**How to complete this task:**
Below are lines of data; give the number of them that contain "shots", and only that.

**Available data:**
────

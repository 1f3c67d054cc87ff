//! Client facade: one call per remote command
//!
//! Every call queues its operation immediately and returns a [`Reply`]; the
//! order of calls is the order of commands on the wire, whenever the replies
//! are awaited.

use async_trait::async_trait;
use serde::Serialize;
use std::collections::BTreeMap;
use tokio::sync::{mpsc, watch};
use tokio::task::JoinHandle;
use tracing::{debug, info, warn};

use crate::config::ClientConfig;
use crate::connection::{self, Connection};
use crate::error::ClientError;
use crate::protocol::decoder::{
	Action, ConstantTable, Handshake, OccupancyGridReader, Query, RecordList,
};
use crate::protocol::dispatcher::{Dispatcher, Operation, Reply};
use crate::protocol::traits::{Decoder, ProtocolResult};
use crate::protocol::types::*;
use crate::protocol::ProtocolError;

/// Connected protocol client
pub struct BzrClient {
	outbox: mpsc::UnboundedSender<Operation>,
	closed: watch::Receiver<bool>,
	driver: JoinHandle<Connection>,
}

impl std::fmt::Debug for BzrClient {
	fn fmt(&self, f: &mut std::fmt::Formatter<'_>) -> std::fmt::Result {
		f.debug_struct("BzrClient").field("closed", &*self.closed.borrow()).finish()
	}
}

impl BzrClient {
	/// Connect using `config` and complete the handshake
	pub async fn connect(config: &ClientConfig) -> Result<Self, ClientError> {
		let port = config.validate()?;
		let conn = connection::connect(&config.host, port, config.max_line_bytes).await?;
		Self::start(conn).await
	}

	/// Run the protocol over an established connection
	///
	/// The handshake is the first queued operation; this returns once it has
	/// completed.
	pub async fn start(conn: Connection) -> Result<Self, ClientError> {
		let peer = conn.peer().to_string();
		let closed = conn.closed_watch();
		let (outbox, inbox) = mpsc::unbounded_channel();
		let driver = tokio::spawn(Dispatcher::new(conn, inbox).run());

		let client = BzrClient { outbox, closed, driver };
		client.enqueue(None, Handshake).await?;
		info!("Agent registered with {}", peer);
		Ok(client)
	}

	fn enqueue<D: Decoder>(&self, command: Option<String>, decoder: D) -> Reply<D::Output> {
		let (op, reply) = Operation::new(command, decoder);
		if self.outbox.send(op).is_err() {
			// The dropped operation resolves its reply as closed
			debug!("Dispatcher gone; operation dropped");
		}
		reply
	}

	fn action(&self, command: String) -> Reply<bool> {
		self.enqueue(Some(command), Action)
	}

	/// Movement commands carry a fraction of the maximum; NaN and infinities
	/// are refused before anything is queued.
	fn motion(&self, verb: &str, tank: u32, value: f64) -> Reply<bool> {
		if !value.is_finite() {
			warn!("Refusing {} for tank {}: {} is not finite", verb, tank, value);
			return Reply::failed(ProtocolError::InvalidArgument {
				detail: format!("{} {}: value {} is not finite", verb, tank, value),
			});
		}
		self.action(format!("{} {} {}", verb, tank, value))
	}

	fn query<D: Decoder>(&self, command: &str, payload: D) -> Reply<(D::Output, f64)> {
		self.enqueue(Some(command.to_string()), Query::new(payload))
	}

	/// Fire the tank's gun
	pub fn shoot(&self, tank: u32) -> Reply<bool> {
		self.action(format!("shoot {}", tank))
	}

	/// Set the tank's target speed (-1.0 ..= 1.0 of maximum)
	pub fn set_speed(&self, tank: u32, speed: f64) -> Reply<bool> {
		self.motion("speed", tank, speed)
	}

	/// Set the tank's target angular velocity (-1.0 ..= 1.0 of maximum)
	pub fn set_angular_velocity(&self, tank: u32, angvel: f64) -> Reply<bool> {
		self.motion("angvel", tank, angvel)
	}

	pub fn teams(&self) -> Reply<(Vec<Team>, f64)> {
		self.query("teams", RecordList::new())
	}

	pub fn obstacles(&self) -> Reply<(Vec<Obstacle>, f64)> {
		self.query("obstacles", RecordList::new())
	}

	/// Occupancy grid, `None` when the server refuses it
	pub fn occupancy_grid(&self) -> Reply<(Option<OccupancyGrid>, f64)> {
		self.query("occgrid", OccupancyGridReader)
	}

	pub fn flags(&self) -> Reply<(Vec<Flag>, f64)> {
		self.query("flags", RecordList::new())
	}

	pub fn shots(&self) -> Reply<(Vec<Shot>, f64)> {
		self.query("shots", RecordList::new())
	}

	pub fn my_tanks(&self) -> Reply<(Vec<MyTank>, f64)> {
		self.query("mytanks", RecordList::new())
	}

	pub fn other_tanks(&self) -> Reply<(Vec<OtherTank>, f64)> {
		self.query("othertanks", RecordList::new())
	}

	pub fn bases(&self) -> Reply<(Vec<Base>, f64)> {
		self.query("bases", RecordList::new())
	}

	pub fn constants(&self) -> Reply<(Constants, f64)> {
		self.query("constants", ConstantTable)
	}

	/// Whether the server has closed the connection
	pub fn is_closed(&self) -> bool {
		*self.closed.borrow()
	}

	/// Resolve once the server has closed the connection
	pub async fn closed(&self) {
		let mut closed = self.closed.clone();
		// An error means the connection is gone already
		let _ = closed.wait_for(|c| *c).await;
	}

	/// Finish queued operations, then close the write half
	pub async fn shutdown(self) -> ProtocolResult<()> {
		let BzrClient { outbox, driver, .. } = self;
		drop(outbox);
		let mut conn = driver
			.await
			.map_err(|e| ProtocolError::Halted { reason: format!("dispatcher task failed: {}", e) })?;
		conn.shutdown().await
	}
}

/// The calls a team strategy makes each tick
#[async_trait]
pub trait TankControl: Send + Sync {
	async fn constants(&self) -> ProtocolResult<(Constants, f64)>;
	async fn bases(&self) -> ProtocolResult<(Vec<Base>, f64)>;
	async fn my_tanks(&self) -> ProtocolResult<(Vec<MyTank>, f64)>;
	async fn other_tanks(&self) -> ProtocolResult<(Vec<OtherTank>, f64)>;
	async fn flags(&self) -> ProtocolResult<(Vec<Flag>, f64)>;
	async fn shots(&self) -> ProtocolResult<(Vec<Shot>, f64)>;

	async fn shoot(&self, tank: u32) -> ProtocolResult<bool>;
	async fn set_speed(&self, tank: u32, speed: f64) -> ProtocolResult<bool>;
	async fn set_angular_velocity(&self, tank: u32, angvel: f64) -> ProtocolResult<bool>;
}

#[async_trait]
impl TankControl for BzrClient {
	async fn constants(&self) -> ProtocolResult<(Constants, f64)> {
		BzrClient::constants(self).await
	}

	async fn bases(&self) -> ProtocolResult<(Vec<Base>, f64)> {
		BzrClient::bases(self).await
	}

	async fn my_tanks(&self) -> ProtocolResult<(Vec<MyTank>, f64)> {
		BzrClient::my_tanks(self).await
	}

	async fn other_tanks(&self) -> ProtocolResult<(Vec<OtherTank>, f64)> {
		BzrClient::other_tanks(self).await
	}

	async fn flags(&self) -> ProtocolResult<(Vec<Flag>, f64)> {
		BzrClient::flags(self).await
	}

	async fn shots(&self) -> ProtocolResult<(Vec<Shot>, f64)> {
		BzrClient::shots(self).await
	}

	async fn shoot(&self, tank: u32) -> ProtocolResult<bool> {
		BzrClient::shoot(self, tank).await
	}

	async fn set_speed(&self, tank: u32, speed: f64) -> ProtocolResult<bool> {
		BzrClient::set_speed(self, tank, speed).await
	}

	async fn set_angular_velocity(&self, tank: u32, angvel: f64) -> ProtocolResult<bool> {
		BzrClient::set_angular_velocity(self, tank, angvel).await
	}
}

/// Everything a strategy looks at in one tick
#[derive(Debug, Clone, Serialize)]
#[serde(rename_all = "camelCase")]
pub struct Snapshot {
	/// Server time of the `mytanks` answer
	pub timestamp: f64,
	pub team: Option<String>,
	pub constants: Constants,
	pub bases: Vec<Base>,
	/// Our tanks keyed by index
	pub my_tanks: BTreeMap<u32, MyTank>,
	/// Other tanks not on our team
	pub enemies: Vec<OtherTank>,
	pub flags: Vec<Flag>,
	pub shots: Vec<Shot>,
}

impl Snapshot {
	/// Flags of other teams lying free on the field
	pub fn free_enemy_flags(&self) -> impl Iterator<Item = &Flag> {
		let team = self.team.clone();
		self.flags
			.iter()
			.filter(move |f| f.possession_color == "none" && Some(&f.color) != team.as_ref())
	}

	/// Our base, when the team is known
	pub fn home_base(&self) -> Option<&Base> {
		let team = self.team.as_ref()?;
		self.bases.iter().find(|b| &b.color == team)
	}
}

/// Gather one tick's worth of state
pub async fn snapshot(control: &dyn TankControl) -> ProtocolResult<Snapshot> {
	let (constants, _) = control.constants().await?;
	let (bases, _) = control.bases().await?;
	let (my_tanks, timestamp) = control.my_tanks().await?;
	let (other_tanks, _) = control.other_tanks().await?;
	let (flags, _) = control.flags().await?;
	let (shots, _) = control.shots().await?;

	let team = constants.get("team").cloned();
	let enemies =
		other_tanks.into_iter().filter(|t| Some(&t.color) != team.as_ref()).collect::<Vec<_>>();

	Ok(Snapshot {
		timestamp,
		team,
		constants,
		bases,
		my_tanks: index_tanks(my_tanks),
		enemies,
		flags,
		shots,
	})
}


// vim: ts=4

────

**Your solution:**
8